Development of new genetic tools for selective targeting plasma cells

About This Grant

Abstract Plasma cell (PCs) antibody production is at the core of humoral immunity and inherently critical to the success of almost all existing vaccines. Their ability to persist and secret antibodies long after pathogen exposure or immunization provides long term sometimes lifelong immune protection against future encounter of the pathogens. What are the molecular pathways dictating the lifespan of PCs during their generation and subsequent maintenance remain largely unknown. Equally unknown are the regulators that control the diversity and activity of PCs reside in various lymphoid and non-lymphoid tissues. Cell lineage specific gene targeting and tracing (GT&T) with the Cre/LoxP system has been proven vital to understand the biology and regulation of various types of cells, especially rare cell populations such as PCs. However, existing mouse models for PC selective GT&T have significant drawbacks due to leakiness in either closely related cell lineage such as germinal center B cells or functionally intertwined cell lineage such as germinal center T cells.
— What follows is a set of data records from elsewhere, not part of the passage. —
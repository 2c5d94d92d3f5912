use super::*;

fn solid(w: u32, h: u32, px: [u8; 4]) -> DecodedAsset {
    DecodedAsset::from_premul(w, h, px.repeat((w * h) as usize)).unwrap()
}

#[test]
fn identity_adjust_is_a_no_op() {
    let a = solid(2, 2, [10, 100, 200, 255]);
    assert_eq!(apply_color_adjust(&a, &ColorAdjust::IDENTITY), a);
}

#[test]
fn default_boost_brightens_mid_grey() {
    let a = solid(1, 1, [128, 128, 128, 255]);
    let out = apply_color_adjust(&a, &ColorAdjust::default());
    let px = &out.rgba8_premul[..4];
    // Grey stays grey under saturation, gets brighter under brightness/contrast.
    assert_eq!(px[0], px[1]);
    assert_eq!(px[1], px[2]);
    assert!(px[0] > 128);
    assert_eq!(px[3], 255);
}

#[test]
fn zero_saturation_is_greyscale() {
    let src = [255u8, 0, 0, 255];
    let mut dst = [0u8; 4];
    color_matrix_rgba8_premul(&src, &mut dst, saturation_matrix(0.0));
    assert_eq!(dst[0], dst[1]);
    assert_eq!(dst[1], dst[2]);
}

#[test]
fn gaussian_kernel_sums_to_one() {
    let k = gaussian_kernel_q16(6, 2.0).unwrap();
    assert_eq!(k.len(), 13);
    assert_eq!(k.iter().map(|&w| u64::from(w)).sum::<u64>(), 65536);
    assert!(gaussian_kernel_q16(2, 0.0).is_err());
}

#[test]
fn blur_preserves_a_flat_image() {
    let a = solid(5, 4, [40, 80, 120, 255]);
    let k = gaussian_kernel_q16(3, 1.0).unwrap();
    let mut dst = vec![0u8; a.rgba8_premul.len()];
    let mut tmp = vec![0u8; a.rgba8_premul.len()];
    blur_rgba8_premul_q16(&a.rgba8_premul, &mut dst, &mut tmp, 5, 4, &k);
    assert_eq!(&dst, a.rgba8_premul.as_ref());
}

#[test]
fn backdrop_is_small_and_darkened() {
    let a = solid(40, 60, [200, 200, 200, 255]);
    let canvas = Canvas::new(108, 192).unwrap();
    let b = fit_backdrop(&a, canvas, &FitPolicy::default()).unwrap();
    assert!(b.width < canvas.width && b.height < canvas.height);
    let px = &b.rgba8_premul[..4];
    assert!(px[0] <= 81 && px[0] >= 79, "{px:?}");
}
//! Listing metadata, collaborator seams and project files.

/// Seams to the text extractor, caption generator and publisher.
pub mod collab;
/// Listing metadata and defaults.
pub mod metadata;
/// JSON project files.
pub mod project;
//! I/O adapters for the rideplan planner.
//!
//! Responsibilities:
//! - Fetch ride durations from an HTTP service ([`routing`]).
//! - Hand worlds to an external solver program ([`solver`]).
//!
//! Boundaries:
//! - Do not encode domain rules (live in `rideplan-core`).
//! - Keep blocking I/O off async executors; use tokio's process and reqwest's
//!   async client.
//!
//! Invariants:
//! - Adapters hold no mutable state between calls.

pub mod routing;
pub mod solver;

pub use routing::{HttpRideDurationProvider, HttpRideDurationProviderConfig, ProviderBuildError};
pub use solver::CommandSolver;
To improve selectivity in genetic dissection of PCs, we searched for genes that display high level expression in PCs but absent in the rest of lymphoid lineages. We found a single gene that fulfills this criterion and thus a good candidate for developing new mouse models with high selectivity and efficiency to drive Cre/CreERT2 expression in PCs. We propose to develop new Cre and CreERT2 models for GT&T studies in PCs. The proposed mouse model will address the immediate need for genetic and molecular investigations aimed at understanding longevity and behaviors of PCs in various tissues in response to infection or immunization.